Northwell Health, based in New York City, recently addressed the problem of duplicate records. With 23 hospitals and more than 600 physician practices, patient records were being duplicated at the rate of 700 per day, explains Keely Aarnes, PMP, associate vice president for business operations. Leaders were aware of the problem, but there was a backlog of about 200,000 duplicate records.
Northwell addressed the duplicates with manual intervention using algorithms and deterministic logic, but was able to clear only about 300 a day.
While they considered that a huge win, the constant creation of duplicates meant they were being created at a faster rate than they could be resolved, Aarnes says. And there was still the backlog.

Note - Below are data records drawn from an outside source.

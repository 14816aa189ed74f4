// ABOUTME: Exercise specifications, workouts, and training session models
// ABOUTME: Persisted shapes for states, constraints, transitions and session reports
//
// SPDX-License-Identifier: MIT OR Apache-2.0
// Copyright (c) 2025 Pierre Fitness Intelligence

use chrono::{DateTime, Utc};
use serde::{Deserialize, Serialize};

use super::condition::{ConditionType, Direction};
use super::preferences::PoseView;

/// Persisted form of an angle constraint on one keypoint line
#[derive(Debug, Clone, Default, PartialEq, Serialize, Deserialize)]
#[serde(default)]
pub struct AngleConstraintSpec {
    /// Constraint id, 0 until persisted
    pub id: i64,
    /// Keypoint line (`"<a>_<b>"`)
    pub line: String,
    /// Camera view the line is measured in
    pub view: PoseView,
    /// Optimal minimum angle
    pub min_angle: Option<f64>,
    /// Optimal maximum angle
    pub max_angle: Option<f64>,
    /// Minimum safe angle
    pub min_safe_angle: Option<f64>,
    /// Maximum safe angle
    pub max_safe_angle: Option<f64>,
    /// Per-frame change above which the movement is too fast
    pub fast_threshold: Option<f64>,
    /// Per-frame change below which the movement is too slow
    pub slow_threshold: Option<f64>,
    /// Symmetry reference angle
    pub symmetrical_angle: Option<f64>,
    /// Expected evolution
    pub evolution: Direction,
    /// Noise tolerance in degrees
    pub tolerance: Option<f64>,
}

/// Persisted form of a state
#[derive(Debug, Clone, Default, PartialEq, Serialize, Deserialize)]
#[serde(default)]
pub struct StateSpec {
    /// State id, unique within the exercise
    pub id: i64,
    /// Display name
    pub name: String,
    /// Minimum time to stay in the state (ms)
    pub min_time_ms: i64,
    /// Maximum time to stay in the state (ms)
    pub max_time_ms: i64,
    /// Constraints evaluated while in the state
    pub constraints: Vec<AngleConstraintSpec>,
}

/// Persisted form of a required condition in a transition
#[derive(Debug, Clone, PartialEq, Eq, Serialize, Deserialize)]
pub struct ConditionSpec {
    /// Condition kind
    pub condition_type: ConditionType,
    /// Keypoint line, empty for line-independent conditions
    #[serde(default)]
    pub keypoint_line: String,
    /// View; `None` matches any view
    #[serde(default)]
    pub view: Option<PoseView>,
}

/// Persisted form of a transition between two states
#[derive(Debug, Clone, PartialEq, Eq, Serialize, Deserialize)]
pub struct TransitionSpec {
    /// Source state id
    pub from: i64,
    /// Target state id
    pub to: i64,
    /// Conditions that must all be reported for the transition to fire
    #[serde(default)]
    pub conditions: Vec<ConditionSpec>,
}

/// Full exercise definition designed by a trainer
#[derive(Debug, Clone, Default, PartialEq, Serialize, Deserialize)]
#[serde(default)]
pub struct ExerciseSpec {
    /// Exercise id, 0 until persisted
    pub id_ex: i64,
    /// Exercise name
    pub name: String,
    /// Description
    pub description: String,
    /// Type (strength, mobility...)
    pub exercise_type: String,
    /// Main target muscle
    pub target_muscle: String,
    /// Required equipment
    pub equipment: String,
    /// Number of series
    pub series: i64,
    /// Repetitions per serie
    pub repetitions: i64,
    /// Maximum duration of a serie (ms)
    pub duration_ms: i64,
    /// Load as a percentage of the client's reference
    pub weight_percentage: f64,
    /// Rest between series (ms)
    pub rest_time_ms: i64,
    /// States, the first one is the initial state
    pub states: Vec<StateSpec>,
    /// Transition table
    pub transitions: Vec<TransitionSpec>,
}

impl ExerciseSpec {
    /// Find a state by id
    #[must_use]
    pub fn state(&self, id: i64) -> Option<&StateSpec> {
        self.states.iter().find(|state| state.id == id)
    }

    /// Lightweight summary for listings and workouts
    #[must_use]
    pub fn summary(&self) -> ExerciseSummary {
        ExerciseSummary {
            id_ex: self.id_ex,
            id_workout: 0,
            name: self.name.clone(),
            description: self.description.clone(),
            order: 0,
            series: self.series,
            repetitions: self.repetitions,
            duration_ms: self.duration_ms,
            rest_time_ms: self.rest_time_ms,
            weight_percentage: self.weight_percentage,
        }
    }
}

/// Exercise as it appears inside a workout, with per-workout parameters
#[derive(Debug, Clone, Default, Serialize, Deserialize)]
#[serde(default)]
pub struct ExerciseSummary {
    /// Exercise id
    pub id_ex: i64,
    /// Workout the entry belongs to, 0 when standalone
    pub id_workout: i64,
    /// Exercise name
    pub name: String,
    /// Description
    pub description: String,
    /// Position inside the workout
    pub order: i64,
    /// Number of series
    pub series: i64,
    /// Repetitions per serie
    pub repetitions: i64,
    /// Maximum duration of a serie (ms)
    pub duration_ms: i64,
    /// Rest between series (ms)
    pub rest_time_ms: i64,
    /// Load percentage
    pub weight_percentage: f64,
}

impl PartialEq for ExerciseSummary {
    fn eq(&self, other: &Self) -> bool {
        self.id_ex == other.id_ex
    }
}

impl Eq for ExerciseSummary {}

/// Workout: an ordered list of exercises
#[derive(Debug, Clone, Default, PartialEq, Eq, Serialize, Deserialize)]
#[serde(default)]
pub struct TrainingWorkout {
    /// Workout id, 0 until persisted
    pub id: i64,
    /// Name
    pub name: String,
    /// Description
    pub description: String,
    /// Author (trainer user id)
    pub author: i64,
    /// Estimated duration in minutes
    pub estimated_duration_min: i64,
    /// Exercises with their order
    pub exercises: Vec<ExerciseSummary>,
}

impl TrainingWorkout {
    /// Exercises sorted by their `order` field
    #[must_use]
    pub fn exercises_in_order(&self) -> Vec<ExerciseSummary> {
        let mut exercises = self.exercises.clone();
        exercises.sort_by_key(|exercise| exercise.order);
        exercises
    }
}

/// Workout listing entry
#[derive(Debug, Clone, PartialEq, Eq, Serialize, Deserialize)]
pub struct WorkoutSummary {
    /// Workout id
    pub id: i64,
    /// Trimmed title
    pub title: String,
    /// Trimmed description
    pub description: String,
    /// Trimmed author name
    pub author: String,
    /// Distinct exercises
    pub exercises: Vec<ExerciseSummary>,
}

impl WorkoutSummary {
    /// Build a summary, trimming the text fields
    #[must_use]
    pub fn new(id: i64, title: &str, description: &str, author: &str) -> Self {
        Self {
            id,
            title: title.trim().to_owned(),
            description: description.trim().to_owned(),
            author: author.trim().to_owned(),
            exercises: Vec::new(),
        }
    }

    /// Add an exercise; returns `false` if one with the same id is already present
    pub fn add_exercise(&mut self, exercise: ExerciseSummary) -> bool {
        if self.exercises.contains(&exercise) {
            return false;
        }
        self.exercises.push(exercise);
        true
    }

    /// Find an exercise by id
    #[must_use]
    pub fn get_exercise(&self, id_ex: i64) -> Option<&ExerciseSummary> {
        self.exercises.iter().find(|exercise| exercise.id_ex == id_ex)
    }
}

/// Session report as stored in the database (JSON columns plus the text log)
#[derive(Debug, Clone, Default, PartialEq, Eq, Serialize, Deserialize)]
pub struct SessionReportJson {
    /// Per serie/rep/state condition counts
    pub series_json: String,
    /// Per-line angle ranges
    pub global_angles_json: String,
    /// Per-line overload counts
    pub global_overloads_json: String,
    /// Free text log
    pub log: String,
}

/// One client's execution of one exercise from a workout
#[derive(Debug, Clone, PartialEq, Serialize, Deserialize)]
pub struct TrainingSession {
    /// Session id, 0 until persisted
    pub id: i64,
    /// Client user id
    pub id_client: i64,
    /// Workout id
    pub id_workout: i64,
    /// Exercise performed
    pub exercise: ExerciseSummary,
    /// Start instant
    pub date: DateTime<Utc>,
    /// Duration in ms
    pub duration_ms: i64,
    /// Whether every serie was completed
    pub complete: bool,
    /// Stored report, if the session produced one
    pub report: Option<SessionReportJson>,
}

impl TrainingSession {
    /// New, unsaved session starting now
    #[must_use]
    pub fn new(id_client: i64, id_workout: i64, exercise: ExerciseSummary) -> Self {
        Self {
            id: 0,
            id_client,
            id_workout,
            exercise,
            date: Utc::now(),
            duration_ms: 0,
            complete: false,
            report: None,
        }
    }
}

#[cfg(test)]
mod tests {
    use super::*;

    fn summary(id_ex: i64, order: i64) -> ExerciseSummary {
        ExerciseSummary {
            id_ex,
            order,
            name: format!("Exercise {id_ex}"),
            ..ExerciseSummary::default()
        }
    }

    #[test]
    fn test_workout_summary_rejects_duplicates() {
        let mut workout = WorkoutSummary::new(1, "  Legs ", " Squat day ", " Marta ");
        assert_eq!(workout.title, "Legs");
        assert_eq!(workout.author, "Marta");
        assert!(workout.add_exercise(summary(4, 1)));
        assert!(!workout.add_exercise(summary(4, 2)));
        assert_eq!(workout.exercises.len(), 1);
        assert!(workout.get_exercise(4).is_some());
        assert!(workout.get_exercise(5).is_none());
    }

    #[test]
    fn test_exercises_sorted_by_order() {
        let workout = TrainingWorkout {
            exercises: vec![summary(1, 3), summary(2, 1), summary(3, 2)],
            ..TrainingWorkout::default()
        };
        let ids: Vec<i64> = workout
            .exercises_in_order()
            .iter()
            .map(|exercise| exercise.id_ex)
            .collect();
        assert_eq!(ids, vec![2, 3, 1]);
    }

    #[test]
    fn test_exercise_spec_deserializes_with_defaults() {
        let spec: ExerciseSpec = serde_json::from_str(
            r#"{"name": "Squat", "series": 3, "states": [{"id": 1, "name": "Rest"}]}"#,
        )
        .unwrap();
        assert_eq!(spec.series, 3);
        assert_eq!(spec.repetitions, 0);
        assert_eq!(spec.state(1).map(|s| s.name.as_str()), Some("Rest"));
    }
}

The health system then used an outside company to start addressing the low-hanging fruit, the duplicate records that could be quickly identified and resolved, while Northwell also ramped up its manual intervention by incentivizing employees to work on the duplicate backlog from home.
“It took us about 18 months to get through that. The outsourcing helped us reduce the inflow, and we moved people around to allocate resources in a way that helped reduce the backlog,” Aarnes says.
The progress was encouraging, but the duplicate rate was still unacceptable, she says.
At that point, Northwell sought a software solution that could address the duplicates more effectively. (Northwell used Auto-Steward from Verato, based in McLean, VA. Similar software systems are available from Occam in Hanover Park, IL, and Imprivata in Lexington, MA.)
Adding the software solution resolved 87% of the duplicate records and provides quick resolution of most of the duplicates generated every day.
It is effective largely because it has access to databases beyond those in the Northwell health system, Aarnes explains.
“All we can compare a record to is the data we have, which is very limited,” says Aarnes.
“But the software has a referential data set of 300 million-plus lives; it can access not just identity but things like outdated information and previous addresses that we don’t have,” she explains. “That kind of information can help resolve whether two records are, in fact, the same patient or not the same patient.”